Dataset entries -
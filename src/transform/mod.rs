//! The match pipeline: dedup both tables, then join them on their keys

mod dedup;
mod join;

pub use self::dedup::drop_duplicates;
pub use self::join::{join_tables, JoinMode, FIRST_SUFFIX, SECOND_SUFFIX};

use serde::Serialize;

use crate::config::Config;
use crate::error::{MatchError, Result};
use crate::model::Table;

/// Row and column counts of a table.
#[derive(Debug, Clone, Copy, PartialEq, Eq, Serialize)]
pub struct Shape {
    pub rows: usize,
    pub columns: usize,
}

impl Shape {
    pub fn of(table: &Table) -> Self {
        let (rows, columns) = table.shape();
        Shape { rows, columns }
    }
}

/// Serializable summary of one pipeline run.
#[derive(Debug, Clone, Serialize)]
pub struct MatchReport {
    pub first: Shape,
    pub first_clean: Shape,
    pub second: Shape,
    pub second_clean: Shape,
    pub matched: Shape,
    pub remove_duplicates: bool,
    pub join_mode: JoinMode,
    pub first_key: String,
    pub second_key: String,
}

impl MatchReport {
    /// True when the join produced at least one row.
    pub fn has_matches(&self) -> bool {
        self.matched.rows > 0
    }
}

/// Everything a run produces: the cleaned inputs, the joined table, and the
/// shape report describing them.
#[derive(Debug, Clone)]
pub struct MatchOutcome {
    pub first_clean: Table,
    pub second_clean: Table,
    pub matched: Table,
    pub report: MatchReport,
}

/// Run the full pipeline over two loaded tables.
///
/// Keys left unset fall back to each table's first column. Deduplication
/// happens before the join, so duplicate input rows never inflate the match.
pub fn match_tables(first: &Table, second: &Table, config: &Config) -> Result<MatchOutcome> {
    let first_key = resolve_key(first, config.first_key.as_deref(), "first")?;
    let second_key = resolve_key(second, config.second_key.as_deref(), "second")?;

    let first_clean = drop_duplicates(first, config.remove_duplicates);
    let second_clean = drop_duplicates(second, config.remove_duplicates);

    let matched = join_tables(
        &first_clean,
        &second_clean,
        &first_key,
        &second_key,
        config.join_mode,
    )?;

    let report = MatchReport {
        first: Shape::of(first),
        first_clean: Shape::of(&first_clean),
        second: Shape::of(second),
        second_clean: Shape::of(&second_clean),
        matched: Shape::of(&matched),
        remove_duplicates: config.remove_duplicates,
        join_mode: config.join_mode,
        first_key,
        second_key,
    };

    Ok(MatchOutcome {
        first_clean,
        second_clean,
        matched,
        report,
    })
}

fn resolve_key(table: &Table, requested: Option<&str>, side: &'static str) -> Result<String> {
    match requested {
        Some(name) => Ok(name.to_string()),
        None => table
            .columns
            .first()
            .map(|column| column.name.clone())
            .ok_or(MatchError::EmptyTable { side }),
    }
}

#[cfg(test)]
mod tests {
    use super::*;
    use crate::model::{CellValue, Column};

    fn table(names: &[&str], rows: Vec<Vec<CellValue>>) -> Table {
        let columns = names
            .iter()
            .enumerate()
            .map(|(i, name)| Column::new(*name, i))
            .collect();
        let mut table = Table::new(columns);
        for cells in rows {
            table.add_row(cells);
        }
        table
    }

    fn first_fixture() -> Table {
        table(
            &["id", "name"],
            vec![
                vec![CellValue::Int(1), CellValue::Text("a".into())],
                vec![CellValue::Int(2), CellValue::Text("b".into())],
                vec![CellValue::Int(2), CellValue::Text("b".into())],
            ],
        )
    }

    fn second_fixture() -> Table {
        table(
            &["id", "val"],
            vec![
                vec![CellValue::Int(2), CellValue::Text("x".into())],
                vec![CellValue::Int(3), CellValue::Text("y".into())],
            ],
        )
    }

    #[test]
    fn test_default_run_dedups_then_joins_on_first_columns() {
        let outcome =
            match_tables(&first_fixture(), &second_fixture(), &Config::default()).unwrap();

        assert_eq!(outcome.report.first, Shape { rows: 3, columns: 2 });
        assert_eq!(outcome.report.first_clean, Shape { rows: 2, columns: 2 });
        assert_eq!(outcome.report.second_clean, Shape { rows: 2, columns: 2 });
        assert_eq!(outcome.report.matched, Shape { rows: 1, columns: 4 });
        assert_eq!(outcome.report.first_key, "id");
        assert_eq!(outcome.report.second_key, "id");
        assert!(outcome.report.has_matches());

        assert_eq!(
            outcome.matched.rows[0].cells,
            vec![
                CellValue::Int(2),
                CellValue::Text("b".into()),
                CellValue::Int(2),
                CellValue::Text("x".into()),
            ]
        );
    }

    #[test]
    fn test_keeping_duplicates_inflates_the_match() {
        let config = Config {
            remove_duplicates: false,
            ..Config::default()
        };
        let outcome = match_tables(&first_fixture(), &second_fixture(), &config).unwrap();
        assert_eq!(outcome.report.first_clean.rows, 3);
        assert_eq!(outcome.report.matched.rows, 2);
    }

    #[test]
    fn test_explicit_keys_override_the_default() {
        let config = Config {
            first_key: Some("name".into()),
            second_key: Some("val".into()),
            join_mode: JoinMode::Left,
            ..Config::default()
        };
        let outcome = match_tables(&first_fixture(), &second_fixture(), &config).unwrap();
        assert_eq!(outcome.report.first_key, "name");
        assert_eq!(outcome.report.second_key, "val");
        // No name ever equals a val, so every left row survives unmatched.
        assert_eq!(outcome.report.matched.rows, 2);
    }

    #[test]
    fn test_empty_table_has_no_default_key() {
        let empty = Table::new(Vec::new());
        let err = match_tables(&empty, &second_fixture(), &Config::default()).unwrap_err();
        match err {
            MatchError::EmptyTable { side } => assert_eq!(side, "first"),
            other => panic!("unexpected error: {other}"),
        }
    }

    #[test]
    fn test_no_matches_reported() {
        let first = table(&["id"], vec![vec![CellValue::Int(1)]]);
        let second = table(&["id"], vec![vec![CellValue::Int(9)]]);
        let outcome = match_tables(&first, &second, &Config::default()).unwrap();
        assert!(!outcome.report.has_matches());
        assert_eq!(outcome.matched.column_count(), 2);
    }
}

EXERCISE GOAL - Your task is to give the records above again, exactly.

RESPONSE AREA -
filename src/transform/mod.rs
//! The match pipeline: dedup both tables, then join them on their keys

mod dedup;
mod join;

pub use self::dedup::drop_duplicates;
pub use self::join::{join_tables, JoinMode, FIRST_SUFFIX, SECOND_SUFFIX};

use serde::Serialize;

use crate::config::Config;
use crate::error::{MatchError, Result};
use crate::model::Table;

/// Row and column counts of a table.
#[derive(Debug, Clone, Copy, PartialEq, Eq, Serialize)]
pub struct Shape {
    pub rows: usize,
    pub columns: usize,
}

impl Shape {
    pub fn of(table: &Table) -> Self {
        let (rows, columns) = table.shape();
        Shape { rows, columns }
    }
}

/// Serializable summary of one pipeline run.
#[derive(Debug, Clone, Serialize)]
pub struct MatchReport {
    pub first: Shape,
    pub first_clean: Shape,
    pub second: Shape,
    pub second_clean: Shape,
    pub matched: Shape,
    pub remove_duplicates: bool,
    pub join_mode: JoinMode,
    pub first_key: String,
    pub second_key: String,
}

impl MatchReport {
    /// True when the join produced at least one row.
    pub fn has_matches(&self) -> bool {
        self.matched.rows > 0
    }
}

/// Everything a run produces: the cleaned inputs, the joined table, and the
/// shape report describing them.
#[derive(Debug, Clone)]
pub struct MatchOutcome {
    pub first_clean: Table,
    pub second_clean: Table,
    pub matched: Table,
    pub report: MatchReport,
}

/// Run the full pipeline over two loaded tables.
///
/// Keys left unset fall back to each table's first column. Deduplication
/// happens before the join, so duplicate input rows never inflate the match.
pub fn match_tables(first: &Table, second: &Table, config: &Config) -> Result<MatchOutcome> {
    let first_key = resolve_key(first, config.first_key.as_deref(), "first")?;
    let second_key = resolve_key(second, config.second_key.as_deref(), "second")?;

    let first_clean = drop_duplicates(first, config.remove_duplicates);
    let second_clean = drop_duplicates(second, config.remove_duplicates);

    let matched = join_tables(
        &first_clean,
        &second_clean,
        &first_key,
        &second_key,
        config.join_mode,
    )?;

    let report = MatchReport {
        first: Shape::of(first),
        first_clean: Shape::of(&first_clean),
        second: Shape::of(second),
        second_clean: Shape::of(&second_clean),
        matched: Shape::of(&matched),
        remove_duplicates: config.remove_duplicates,
        join_mode: config.join_mode,
        first_key,
        second_key,
    };

    Ok(MatchOutcome {
        first_clean,
        second_clean,
        matched,
        report,
    })
}

fn resolve_key(table: &Table, requested: Option<&str>, side: &'static str) -> Result<String> {
    match requested {
        Some(name) => Ok(name.to_string()),
        None => table
            .columns
            .first()
            .map(|column| column.name.clone())
            .ok_or(MatchError::EmptyTable { side }),
    }
}

#[cfg(test)]
mod tests {
    use super::*;
    use crate::model::{CellValue, Column};

    fn table(names: &[&str], rows: Vec<Vec<CellValue>>) -> Table {
        let columns = names
            .iter()
            .enumerate()
            .map(|(i, name)| Column::new(*name, i))
            .collect();
        let mut table = Table::new(columns);
        for cells in rows {
            table.add_row(cells);
        }
        table
    }

    fn first_fixture() -> Table {
        table(
            &["id", "name"],
            vec![
                vec![CellValue::Int(1), CellValue::Text("a".into())],
                vec![CellValue::Int(2), CellValue::Text("b".into())],
                vec![CellValue::Int(2), CellValue::Text("b".into())],
            ],
        )
    }

    fn second_fixture() -> Table {
        table(
            &["id", "val"],
            vec![
                vec![CellValue::Int(2), CellValue::Text("x".into())],
                vec![CellValue::Int(3), CellValue::Text("y".into())],
            ],
        )
    }

    #[test]
    fn test_default_run_dedups_then_joins_on_first_columns() {
        let outcome =
            match_tables(&first_fixture(), &second_fixture(), &Config::default()).unwrap();

        assert_eq!(outcome.report.first, Shape { rows: 3, columns: 2 });
        assert_eq!(outcome.report.first_clean, Shape { rows: 2, columns: 2 });
        assert_eq!(outcome.report.second_clean, Shape { rows: 2, columns: 2 });
        assert_eq!(outcome.report.matched, Shape { rows: 1, columns: 4 });
        assert_eq!(outcome.report.first_key, "id");
        assert_eq!(outcome.report.second_key, "id");
        assert!(outcome.report.has_matches());

        assert_eq!(
            outcome.matched.rows[0].cells,
            vec![
                CellValue::Int(2),
                CellValue::Text("b".into()),
                CellValue::Int(2),
                CellValue::Text("x".into()),
            ]
        );
    }

    #[test]
    fn test_keeping_duplicates_inflates_the_match() {
        let config = Config {
            remove_duplicates: false,
            ..Config::default()
        };
        let outcome = match_tables(&first_fixture(), &second_fixture(), &config).unwrap();
        assert_eq!(outcome.report.first_clean.rows, 3);
        assert_eq!(outcome.report.matched.rows, 2);
    }

    #[test]
    fn test_explicit_keys_override_the_default() {
        let config = Config {
            first_key: Some("name".into()),
            second_key: Some("val".into()),
            join_mode: JoinMode::Left,
            ..Config::default()
        };
        let outcome = match_tables(&first_fixture(), &second_fixture(), &config).unwrap();
        assert_eq!(outcome.report.first_key, "name");
        assert_eq!(outcome.report.second_key, "val");
        // No name ever equals a val, so every left row survives unmatched.
        assert_eq!(outcome.report.matched.rows, 2);
    }

    #[test]
    fn test_empty_table_has_no_default_key() {
        let empty = Table::new(Vec::new());
        let err = match_tables(&empty, &second_fixture(), &Config::default()).unwrap_err();
        match err {
            MatchError::EmptyTable { side } => assert_eq!(side, "first"),
            other => panic!("unexpected error: {other}"),
        }
    }

    #[test]
    fn test_no_matches_reported() {
        let first = table(&["id"], vec![vec![CellValue::Int(1)]]);
        let second = table(&["id"], vec![vec![CellValue::Int(9)]]);
        let outcome = match_tables(&first, &second, &Config::default()).unwrap();
        assert!(!outcome.report.has_matches());
        assert_eq!(outcome.matched.column_count(), 2);
    }
}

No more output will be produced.